*Directions*: Nothing but a number should be written: the count of lines below that contain "class".

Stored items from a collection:
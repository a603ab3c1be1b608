//! APDU constants for the Algorand signing app.
//!
//! These values are a stable wire contract shared with the device firmware;
//! changing any of them breaks compatibility with deployed apps.

/// Application class byte for every command sent to the signing app.
pub const CLA: u8 = 0x80;

/// Length of an ed25519 public key in address responses.
pub const PK_LEN: usize = 32;

/// Maximum payload bytes per signing chunk.
pub const CHUNK_SIZE: usize = 250;

/// Instruction bytes understood by the signing app.
pub mod ins {
    pub const GET_VERSION: u8 = 0x00;
    pub const GET_PUBLIC_KEY: u8 = 0x03;
    pub const GET_ADDRESS: u8 = 0x04;
    pub const SIGN_MSGPACK: u8 = 0x08;
    pub const SIGN_ARBITRARY: u8 = 0x10;
}

/// Dashboard (bootloader) commands live under their own class bytes and are
/// answered by the device OS rather than the signing app.
pub mod dashboard {
    pub const CLA_APP_INFO: u8 = 0xb0;
    pub const CLA_DEVICE_INFO: u8 = 0xe0;
    pub const INS_INFO: u8 = 0x01;
}

/// P1 values. For signing instructions P1 carries the chunk role; the group
/// transaction count is OR-ed in shifted left by one so it never collides
/// with `FIRST_ACCOUNT_ID` or `CONTINUATION`.
pub mod p1 {
    pub const ONLY_RETRIEVE: u8 = 0x00;
    pub const SHOW_ADDRESS_IN_DEVICE: u8 = 0x01;

    pub const FIRST: u8 = 0x00;
    pub const FIRST_ACCOUNT_ID: u8 = 0x01;
    pub const CONTINUATION: u8 = 0x80;
}

/// P2 values. The last chunk of a signing sequence is flagged here.
pub mod p2 {
    pub const DEFAULT: u8 = 0x00;

    pub const LAST: u8 = 0x00;
    pub const CONTINUATION: u8 = 0x80;
}

/// A single command/response unit on the device channel.
#[derive(Debug, Clone, PartialEq, Eq)]
pub struct ApduCommand {
    pub cla: u8,
    pub ins: u8,
    pub p1: u8,
    pub p2: u8,
    pub data: Vec<u8>,
}

impl ApduCommand {
    /// Command under the signing app's class byte.
    pub fn new(ins: u8, p1: u8, p2: u8, data: Vec<u8>) -> Self {
        Self::with_cla(CLA, ins, p1, p2, data)
    }

    pub fn with_cla(cla: u8, ins: u8, p1: u8, p2: u8, data: Vec<u8>) -> Self {
        Self {
            cla,
            ins,
            p1,
            p2,
            data,
        }
    }
}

*Task result*: 3